Расстроенный произошедшим разговором, переполненный безрадостными мыслями, проводив долгим взглядом друга, Кузнецов продолжил свой путь.

Широкие охотничьи лыжи, подбитые камусом, хорошо скользили по слежавшемуся снегу. Закатное солнце сиренево подкрашивало удаляющиеся горы и чернило недалёкий лес. Воздух ощутимо остывал, и лёгкая, снежная взвесь мелкими, едва заметными крупинками-звёздочками сыпалась с неба.

Сухо щёлкнул выстрел.

Кузнецов столбиком завалился на бок. Одна лыжа слетела с ноги, другая встав стоймя, носком уставилась в небо…

По этой торчащей из снега лыже Ытынгын, круто развернувший оленей на звук выстрела и обуреваемый мрачным предчувствием, и отыскал Кузнецова. Но помочь Андрею Александровичу уже было нельзя. Выстрел был прицельным – пуля вошла Кузнецову в висок. Стрелял опытный человек. Профессионал. Один выстрел – один трофей.

Ытынгын, вынув из-под шкур карабин, долго в бинокль оглядывал кромку недалёкого леса. Было тихо и никакого движения у леса не было видно…

Снежная невесомая взвесь, опадая на лицо Кузнецова, сначала таяла, но вскоре белёсая вуаль укрыла ледяной корочкой его полностью…

Старый тофалар от рождения да и от прожитого времени был тёмен лицом, но сейчас, казалось, почернел совсем. Сидел он обезноженный на нарте, смотрел на белое застывшее лицо старого друга и, раскачиваясь, тянул заунывную песню ыр…

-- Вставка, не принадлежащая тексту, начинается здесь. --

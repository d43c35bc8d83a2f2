//! Services module
//!
//! The backup codec/merge engine and the privacy gate sit above the
//! repository and never touch the store directly.

pub mod backup;
pub mod privacy;

pub use privacy::PrivacyGate;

И думал. А думал он о том, что кто-то ещё, кроме него, знал тайну золота, и тоже очень не хотел, чтобы её узнал чужой…

 

 5.

 У самой кромки льда, среди скользких чёрно-серых окатышей сквозь толщу воды отсвечивал тусклой желтизной крупный самородок.

Осторожно, держась рукой за нависающие над потоком воды ветки, ощупывая ногой ледяную корку, охотник шагнул к закраине. Лёд затрещал под весом тела, но выдержал, не проломился.

Прозрачная вода горных рек обманчива – любой предмет, лежащий под водой на дне, кажется рядом, а потянешься за ним – там глубина. И наоборот – думаешь, что глубь, а там мелко…

Решив, что самородок у самой поверхности, охотник ошибся – потянувшись за золотом, он едва не ухнул в обжигающую ледяную воду. Только просунув почти по самое плечо руку в воду, он смог ухватить самородок.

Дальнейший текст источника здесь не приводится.